Family, loss, and a new daughter named for his mother
Behind the headlines is a family man who has regularly said his kids and partner are the center of his life. He shares sons Boluwatife, Ayodeji Jr., and Zion, and in January 2025 welcomed his first daughter with partner/manager Jada Pollock; in June he shared her name publicly: Morayo—honoring his late mother, who passed away in August 2023. The album title and public tributes stitched these personal milestones into the music in a way fans instantly understood.
Culture carrier: why Wizkid still matters in 2025
Wizkid’s real impact sits beyond metrics. He helped normalize subtlety in Afrobeats at global scale—an aesthetics shift that empowered writers and producers to aim for intimacy rather than stadium bombast. He’s also a proof-of-concept for the modern African pop star’s career arc: local hits, regional dominance, diaspora beachheads, then true mainstream without surrendering cadence or code-switching identity. That’s why Apple Music named him Artist of the Year (Africa) in 2021 and streamed his Roundhouse concert as a global event, and it’s why O2 sellouts became a matter-of-fact headline rather than a miracle.
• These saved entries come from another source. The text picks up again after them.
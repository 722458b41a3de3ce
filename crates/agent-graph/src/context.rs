//! Per-activation context handed to node code.
//!
//! The context carries the run and node identity, the node's config, and
//! the imperative surfaces: `send_output` (equivalent to yielding from
//! `execute`), `render` for UI updates, the typed service locator, the
//! global state map, and same-run tool dispatch.

use std::sync::{Arc, Mutex};

use crate::error::Result;
use crate::event::{EventStream, NodeDesc, OutputMap, RenderPayload, Run};
use crate::graph::GraphHandle;
use crate::node::{NodeConfig, NodeInput};
use crate::schema::{IoSchema, ToolSchema};

/// Handle passed to `init`, `on_input_event` and `execute`.
///
/// Cloning is cheap; all clones of one activation share the same output
/// collector, so imperative sends and stream yields merge into the same
/// accumulated output.
#[derive(Clone)]
pub struct NodeContext {
    run: Run,
    node: NodeDesc,
    config: Arc<NodeConfig>,
    declared_output: Arc<IoSchema>,
    stream: EventStream,
    graph: GraphHandle,
    collector: Arc<Mutex<OutputMap>>,
}

impl NodeContext {
    pub(crate) fn new(
        run: Run,
        node: NodeDesc,
        config: Arc<NodeConfig>,
        declared_output: Arc<IoSchema>,
        stream: EventStream,
        graph: GraphHandle,
    ) -> Self {
        Self {
            run,
            node,
            config,
            declared_output,
            stream,
            graph,
            collector: Arc::new(Mutex::new(OutputMap::new())),
        }
    }

    pub fn run(&self) -> &Run {
        &self.run
    }

    pub fn node(&self) -> &NodeDesc {
        &self.node
    }

    pub fn config(&self) -> &NodeConfig {
        &self.config
    }

    /// Publish a partial output map.
    ///
    /// Fields not declared in the node's output schema are dropped (they
    /// could never match a downstream binding anyway). Empty maps publish
    /// nothing.
    pub fn send_output(&self, output: OutputMap) {
        let mut filtered = OutputMap::new();
        for (field, value) in output {
            if self.declared_output.contains(&field) {
                filtered.insert(field, value);
            } else {
                log::warn!(
                    "node '{}' dropped undeclared output field '{}'",
                    self.node.id,
                    field
                );
            }
        }
        if filtered.is_empty() {
            return;
        }
        {
            let mut collected = self.collector.lock().expect("output collector poisoned");
            collected.extend(filtered.clone());
        }
        self.stream
            .send_output(self.run.clone(), self.node.clone(), filtered);
    }

    /// Publish a render update for `step` and get an updater for
    /// subsequent updates to the same step.
    pub fn render(&self, step: impl Into<String>, data: serde_json::Value) -> RenderHandle {
        let step = step.into();
        self.stream.send_render_update(
            self.run.clone(),
            self.node.clone(),
            RenderPayload {
                step: step.clone(),
                data,
            },
        );
        RenderHandle {
            run: self.run.clone(),
            node: self.node.clone(),
            step,
            stream: self.stream.clone(),
        }
    }

    /// Resolve an injected service by key.
    pub async fn resolve<T: Clone + Send + Sync + 'static>(&self, key: &str) -> Option<T> {
        let graph = self.graph.upgrade().ok()?;
        graph.services().get::<T>(key).await
    }

    /// Record a value in the per-graph global state map.
    pub async fn set_global_state(&self, key: &str, value: serde_json::Value) -> Result<()> {
        let graph = self.graph.upgrade()?;
        graph.global_state().set(key, value).await;
        Ok(())
    }

    /// Read a value from the per-graph global state map.
    pub async fn global_state(&self, key: &str) -> Option<serde_json::Value> {
        let graph = self.graph.upgrade().ok()?;
        graph.global_state().get(key).await
    }

    /// Invoke the node behind a tool descriptor within the current run and
    /// wait for its merged output. No `RunInvoked` is emitted; the tool
    /// joins this activation's run.
    pub async fn invoke_tool(
        &self,
        tool: &ToolSchema,
        args: serde_json::Value,
    ) -> Result<OutputMap> {
        self.graph
            .invoke_node(&tool.node, NodeInput::from_json(args), self.run.clone())
            .await
    }

    /// Snapshot of everything sent so far in this activation.
    pub(crate) fn collected_output(&self) -> OutputMap {
        self.collector
            .lock()
            .expect("output collector poisoned")
            .clone()
    }
}

/// Updater returned by [`NodeContext::render`], bound to one step.
pub struct RenderHandle {
    run: Run,
    node: NodeDesc,
    step: String,
    stream: EventStream,
}

impl RenderHandle {
    /// Publish new data for the same step.
    pub fn update(&self, data: serde_json::Value) {
        self.stream.send_render_update(
            self.run.clone(),
            self.node.clone(),
            RenderPayload {
                step: self.step.clone(),
                data,
            },
        );
    }

    pub fn step(&self) -> &str {
        &self.step
    }
}
/// Drive one activation: iterate the node's generator, publish each yield,
/// publish the terminal event, resolve the invocation promise.
async fn run_activation(
    inner: Arc<NodeInner>,
    ctx: NodeContext,
    input: NodeInput,
    reply: Option<oneshot::Sender<Result<OutputMap>>>,
) {
    let run = ctx.run().clone();
    let mut stream = Arc::clone(&inner.node).execute(ctx.clone(), input);
    let mut failure = None;

    while let Some(item) = stream.next().await {
        match item {
            Ok(partial) => ctx.send_output(partial),
            Err(err) => {
                if inner.declared_output.contains("error") {
                    let mut output = OutputMap::new();
                    output.insert("error".to_string(), serde_json::json!(err.to_string()));
                    ctx.send_output(output);
                } else {
                    failure = Some(err);
                }
                break;
            }
        }
    }
    drop(stream);

    inner.stream.publish(AgentEvent::RunCompleted {
        run: run.clone(),
        node: inner.desc.clone(),
    });

    match (reply, failure) {
        (Some(tx), None) => {
            let _ = tx.send(Ok(ctx.collected_output()));
        }
        (Some(tx), Some(err)) => {
            let _ = tx.send(Err(err));
        }
        (None, Some(err)) => {
            log::error!("node '{}' failed for run {run}: {err}", inner.id);
        }
        (None, None) => {}
    }
}
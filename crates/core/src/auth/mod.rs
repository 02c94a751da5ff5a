//! Password digests and credential validation.

mod error;
mod functions;
mod validation;

pub use error::AuthError;
pub use functions::{
    calculate_expiry, email_to_name, generate_salt, hash_password, hash_password_with_salt,
    verify_password,
};
pub use validation::{normalize_cpf, validate_email};
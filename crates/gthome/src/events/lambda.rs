//! Event publishing through an asynchronous Lambda invocation.

use async_trait::async_trait;
use aws_sdk_lambda::types::InvocationType;

use gthome_core::events::{Event, EventError, EventPublisher, Result, SnsPayload};

use crate::config::Config;

/// Publishes each event as a one-record notification payload to the events
/// function.
#[derive(Debug, Clone)]
pub struct LambdaEventPublisher {
    client: aws_sdk_lambda::Client,
    function_name: String,
}

impl LambdaEventPublisher {
    pub fn new(client: aws_sdk_lambda::Client, function_name: impl Into<String>) -> Self {
        Self {
            client,
            function_name: function_name.into(),
        }
    }

    /// Build a publisher from the ambient AWS configuration. Returns `None`
    /// when no events function is configured.
    pub async fn from_config(config: &Config) -> Option<Self> {
        let function_name = config.events_function_name.clone()?;
        let aws_config = aws_config::load_defaults(aws_config::BehaviorVersion::latest()).await;
        Some(Self::new(aws_sdk_lambda::Client::new(&aws_config), function_name))
    }
}

#[async_trait]
impl EventPublisher for LambdaEventPublisher {
    async fn publish(&self, event: &Event) -> Result<()> {
        let payload = SnsPayload::from_events(std::slice::from_ref(event))?;
        let bytes =
            serde_json::to_vec(&payload).map_err(|e| EventError::Publish(e.to_string()))?;

        self.client
            .invoke()
            .function_name(&self.function_name)
            .invocation_type(InvocationType::Event)
            .set_payload(Some(bytes.into()))
            .send()
            .await
            .map_err(|e| EventError::Publish(format!("failed to invoke {}: {e}", self.function_name)))?;

        tracing::debug!(event = %event.name(), function = %self.function_name, "event published");
        Ok(())
    }
}
use std::sync::Arc;

use anyhow::Result;
use clap::Parser;
use listenfd::ListenFd;
use tokio::{net::TcpListener, signal, sync::broadcast};
use tracing_subscriber::{layer::SubscriberExt, util::SubscriberInitExt};

use gthome::{
    app::create_app,
    config::Config,
    events::{spawn_event_listener, EventProcessor, LoggingEmailDispatcher, MemoryTopic},
    state::AppState,
};

/// gthome - local development server for the Geisa Thome backend
#[derive(Parser, Debug)]
#[command(name = "gthome")]
#[command(version, about, long_about = None)]
struct Cli {
    /// Host address to bind the server to
    #[arg(long, short = 'H', default_value = "0.0.0.0", env = "HOST")]
    host: String,

    /// Port to listen on
    #[arg(long, short, default_value = "3000", env = "PORT")]
    port: u16,
}

#[tokio::main]
async fn main() -> Result<()> {
    let cli = Cli::parse();

    tracing_subscriber::registry()
        .with(
            tracing_subscriber::EnvFilter::try_from_default_env()
                .unwrap_or_else(|_| "gthome=debug,tower_http=debug".into()),
        )
        .with(tracing_subscriber::fmt::layer())
        .init();

    let config = Config::for_development();

    // Events are handled in-process: handlers publish to the topic and the
    // listener runs the event handlers, publishing follow-ups back to it.
    let topic = Arc::new(MemoryTopic::new());
    let processor = Arc::new(
        EventProcessor::new(Arc::new(LoggingEmailDispatcher), config.staff_email.clone())
            .with_publisher(topic.clone()),
    );
    let (shutdown_tx, shutdown_rx) = broadcast::channel(1);
    let listener_handle = spawn_event_listener(&topic, processor, shutdown_rx);

    let state = AppState::new(config).await?.with_publisher(topic);
    let app = create_app(state);

    // Auto-reload support via listenfd
    let mut listenfd = ListenFd::from_env();
    let listener = match listenfd.take_tcp_listener(0)? {
        // If we are given a tcp listener on listen fd 0, use that one
        Some(listener) => {
            listener.set_nonblocking(true)?;
            TcpListener::from_std(listener)?
        }
        // Otherwise fall back to CLI-specified host:port
        None => {
            let addr = format!("{}:{}", cli.host, cli.port);
            TcpListener::bind(&addr).await?
        }
    };

    tracing::info!("listening on {}", listener.local_addr()?);

    axum::serve(listener, app)
        .with_graceful_shutdown(shutdown_signal())
        .await?;

    let _ = shutdown_tx.send(());
    listener_handle.await?;

    tracing::info!("Server stopped");
    Ok(())
}

/// Wait for Ctrl+C or SIGTERM.
async fn shutdown_signal() {
    let ctrl_c = async {
        if let Err(err) = signal::ctrl_c().await {
            tracing::error!(error = %err, "failed to install Ctrl+C handler");
            std::future::pending::<()>().await;
        }
    };

    #[cfg(unix)]
    let terminate = async {
        match signal::unix::signal(signal::unix::SignalKind::terminate()) {
            Ok(mut sigterm) => {
                sigterm.recv().await;
            }
            Err(err) => {
                tracing::error!(error = %err, "failed to install SIGTERM handler");
                std::future::pending::<()>().await;
            }
        }
    };

    #[cfg(not(unix))]
    let terminate = std::future::pending::<()>();

    tokio::select! {
        _ = ctrl_c => {
            tracing::info!("Received Ctrl+C, shutting down...");
        }
        _ = terminate => {
            tracing::info!("Received SIGTERM, shutting down...");
        }
    }
}
use chrono::Utc;
use serde::{Deserialize, Serialize};
use uuid::Uuid;

use gthome_core::auth::email_to_name;
use gthome_core::http::{Request, ResourceAction, Response, ResponseStatus};
use gthome_core::serde::deserialize_optional_string;
use gthome_core::storage::{Cursor, PageRequest};
use gthome_core::tables::{Photo, PhotoMeta, PhotoMetaKey, UserRole};

use super::{require_role, AppError, RequestError};
use crate::state::AppState;

#[derive(Debug, Deserialize)]
#[serde(rename_all = "camelCase")]
struct CreatePhotoBody {
    #[serde(default, deserialize_with = "deserialize_optional_string")]
    uri: Option<String>,
    #[serde(default, deserialize_with = "deserialize_optional_string")]
    title: Option<String>,
    #[serde(default, deserialize_with = "deserialize_optional_string")]
    caption: Option<String>,
    #[serde(default, deserialize_with = "deserialize_optional_string")]
    alt: Option<String>,
    #[serde(default, deserialize_with = "deserialize_optional_string")]
    description: Option<String>,
    #[serde(default, deserialize_with = "deserialize_optional_string")]
    file_name: Option<String>,
    #[serde(default, deserialize_with = "deserialize_optional_string")]
    file_mime_type: Option<String>,
}

/// Photo as returned by the API.
#[derive(Debug, Clone, PartialEq, Eq, Serialize)]
#[serde(rename_all = "camelCase")]
pub struct PhotoView {
    pub id: Uuid,
    pub uri: String,
    #[serde(skip_serializing_if = "Option::is_none")]
    pub title: Option<String>,
}

impl From<Photo> for PhotoView {
    fn from(photo: Photo) -> Self {
        Self {
            id: photo.id(),
            uri: photo.uri,
            title: photo.title,
        }
    }
}

#[derive(Debug, Serialize)]
#[serde(rename_all = "camelCase")]
struct PhotoPage {
    items: Vec<PhotoView>,
    last_evaluated: Option<String>,
}

/// Register an uploaded photo (POST /photos).
pub async fn create_photo_attachment(
    state: &AppState,
    request: &Request,
) -> Result<Response, AppError> {
    require_role(
        request,
        ResourceAction::CreatePhotoAttachment,
        UserRole::can_upload_media,
    )?;

    let body: CreatePhotoBody = request.json_body()?;
    let uri = body.uri.ok_or(RequestError::MissingField("uri"))?;
    let uri = uri.trim();
    if !(uri.starts_with("https://") || uri.starts_with("http://")) {
        return Err(RequestError::invalid("uri", "must be an http(s) URL").into());
    }

    let mut photo = Photo::new(uri);
    if let Some(title) = &body.title {
        photo = photo.with_title(title.trim());
    }
    let id = photo.id();
    let uploaded_by = request.email.as_deref().map(email_to_name).unwrap_or_default();
    let mut meta = vec![
        PhotoMeta::timestamp(id, PhotoMetaKey::UploadedAt, Utc::now()),
        PhotoMeta::new(id, PhotoMetaKey::UploadedById, request.subject.clone().unwrap_or_default()),
        PhotoMeta::new(id, PhotoMetaKey::UploadedByName, uploaded_by),
    ];
    let optional = [
        (PhotoMetaKey::Title, body.title),
        (PhotoMetaKey::Caption, body.caption),
        (PhotoMetaKey::Alt, body.alt),
        (PhotoMetaKey::Description, body.description),
        (PhotoMetaKey::FileName, body.file_name),
        (PhotoMetaKey::FileMimeType, body.file_mime_type),
    ];
    meta.extend(
        optional
            .into_iter()
            .filter_map(|(key, value)| value.map(|value| PhotoMeta::new(id, key, value.trim()))),
    );
    state.photos.create_photo_with_meta(&photo, &meta).await?;

    tracing::info!(photo_id = %id, uploaded_by = ?request.subject, "photo attachment created");

    let mut response = Response::json(ResponseStatus::Created, &PhotoView::from(photo))?;
    response.headers_mut().content_location = Some(format!("/photos/{id}"));
    Ok(response)
}

/// List photos one page at a time (GET /photos).
///
/// `limit` defaults to the configured page size; `cursor` is the
/// `Last-Evaluated` value of the previous page.
pub async fn list_photo_attachments(
    state: &AppState,
    request: &Request,
) -> Result<Response, AppError> {
    let limit = match request.query_param("limit") {
        Some(raw) => raw
            .trim()
            .parse::<usize>()
            .map_err(|_| RequestError::invalid("limit", "must be a positive integer"))?,
        None => state.config.page_size,
    };
    let cursor = request.query_param("cursor").map(Cursor::decode).transpose()?;

    let page = state
        .photos
        .list_photos(PageRequest::new(limit).with_cursor(cursor))
        .await?;
    let (photos, last_evaluated) = page.into_parts();
    let items: Vec<PhotoView> = photos.into_iter().map(PhotoView::from).collect();

    tracing::debug!(count = items.len(), has_more = last_evaluated.is_some(), "listed photos");

    let mut response = Response::json(
        ResponseStatus::Ok,
        &PhotoPage {
            items,
            last_evaluated: last_evaluated.clone(),
        },
    )?;
    response.headers_mut().last_evaluated = last_evaluated;
    Ok(response)
}
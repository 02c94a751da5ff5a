use thiserror::Error;

use crate::tables::TableError;

/// Errors that can occur during repository operations.
#[derive(Debug, Error, Clone, PartialEq, Eq)]
pub enum RepositoryError {
    #[error("{entity_type} not found: {id}")]
    NotFound {
        entity_type: &'static str,
        id: String,
    },
    #[error("{entity_type} already exists: {id}")]
    AlreadyExists {
        entity_type: &'static str,
        id: String,
    },
    #[error("Connection failed: {0}")]
    ConnectionFailed(String),
    #[error("Query failed: {0}")]
    QueryFailed(String),
    #[error("Serialization error: {0}")]
    Serialization(String),
    #[error("Invalid data: {0}")]
    InvalidData(String),
}

/// A stored item that does not decode into its record type is corrupt data,
/// not a caller mistake.
impl From<TableError> for RepositoryError {
    fn from(error: TableError) -> Self {
        RepositoryError::Serialization(error.to_string())
    }
}

/// Result type for repository operations.
pub type Result<T> = std::result::Result<T, RepositoryError>;

#[cfg(test)]
mod tests {
    use super::*;

    #[test]
    fn test_repository_error_not_found_display() {
        let error = RepositoryError::NotFound {
            entity_type: "User",
            id: "abc-123".to_string(),
        };
        assert_eq!(error.to_string(), "User not found: abc-123");
    }

    #[test]
    fn test_repository_error_already_exists_display() {
        let error = RepositoryError::AlreadyExists {
            entity_type: "User",
            id: "maria@example.com".to_string(),
        };
        assert_eq!(error.to_string(), "User already exists: maria@example.com");
    }

    #[test]
    fn test_repository_error_connection_failed_display() {
        let error = RepositoryError::ConnectionFailed("timeout after 30s".to_string());
        assert_eq!(error.to_string(), "Connection failed: timeout after 30s");
    }

    #[test]
    fn test_repository_error_query_failed_display() {
        let error = RepositoryError::QueryFailed("invalid partition key".to_string());
        assert_eq!(error.to_string(), "Query failed: invalid partition key");
    }

    #[test]
    fn test_repository_error_serialization_display() {
        let error = RepositoryError::Serialization("missing required field".to_string());
        assert_eq!(
            error.to_string(),
            "Serialization error: missing required field"
        );
    }

    #[test]
    fn test_repository_error_invalid_data_display() {
        let error = RepositoryError::InvalidData("cursor is not base64".to_string());
        assert_eq!(error.to_string(), "Invalid data: cursor is not base64");
    }

    #[test]
    fn test_table_error_becomes_serialization() {
        let error: RepositoryError = TableError::UnknownKind("Invoice".to_string()).into();
        assert!(matches!(error, RepositoryError::Serialization(_)));
    }
}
In 2025, the AFRO+ Fest billing and Morayo run simply confirm his status as an artist people build nights—and festivals—around.
Essential discography (quick primer)
- Superstar (2011) – Debut statement; Lagos teen-pop swagger becomes continental pop.
- Ayo (2014) – The transition record; seeds of his international turn appear.
- Sounds From the Other Side (2017) – Major-label debut; Caribbean/US pop fusion era.
- Made in Lagos (2020) – The modern classic; “Essence” era.
- More Love, Less Ego (2022) – Silkier R&B reach, groundwork for Morayo.
- S2 (Soundman Vol. 2) (2023) – EP that kept the engine warm en route to the album.
- Morayo (2024) – The tribute project; grief distilled into groove.
Watch next
“Piece of My Heart” (with Brent Faiyaz) – The Morayo era’s clearest thesis in four minutes.
“MMS” (Asake feat. Wizkid) – 2025 Grammy-nominated sizzler, a street-pop/Afrobeats hinge with Wiz’s silky glide.
“Essence” (feat. Tems) – The canonical performance video that took Lagos sunsets global.
Right now: where to find the music and the man
Wizkid’s catalog is deep on Apple Music and Spotify; start with Wizkid Essentials or Afrobeats Hits if you’re new, then run Morayo front-to-back. If you want the live experience in 2025, tap the AFRO+ Fest D.C. date at month-end or keep an eye on diaspora hubs in London, Amsterdam, and Toronto where he’s historically moved fast on pop-up bookings when album cycles heat up. And if you want proof of continuing scale, the Spotify monthly listener curve—~15.5M in August 2025—speaks for itself.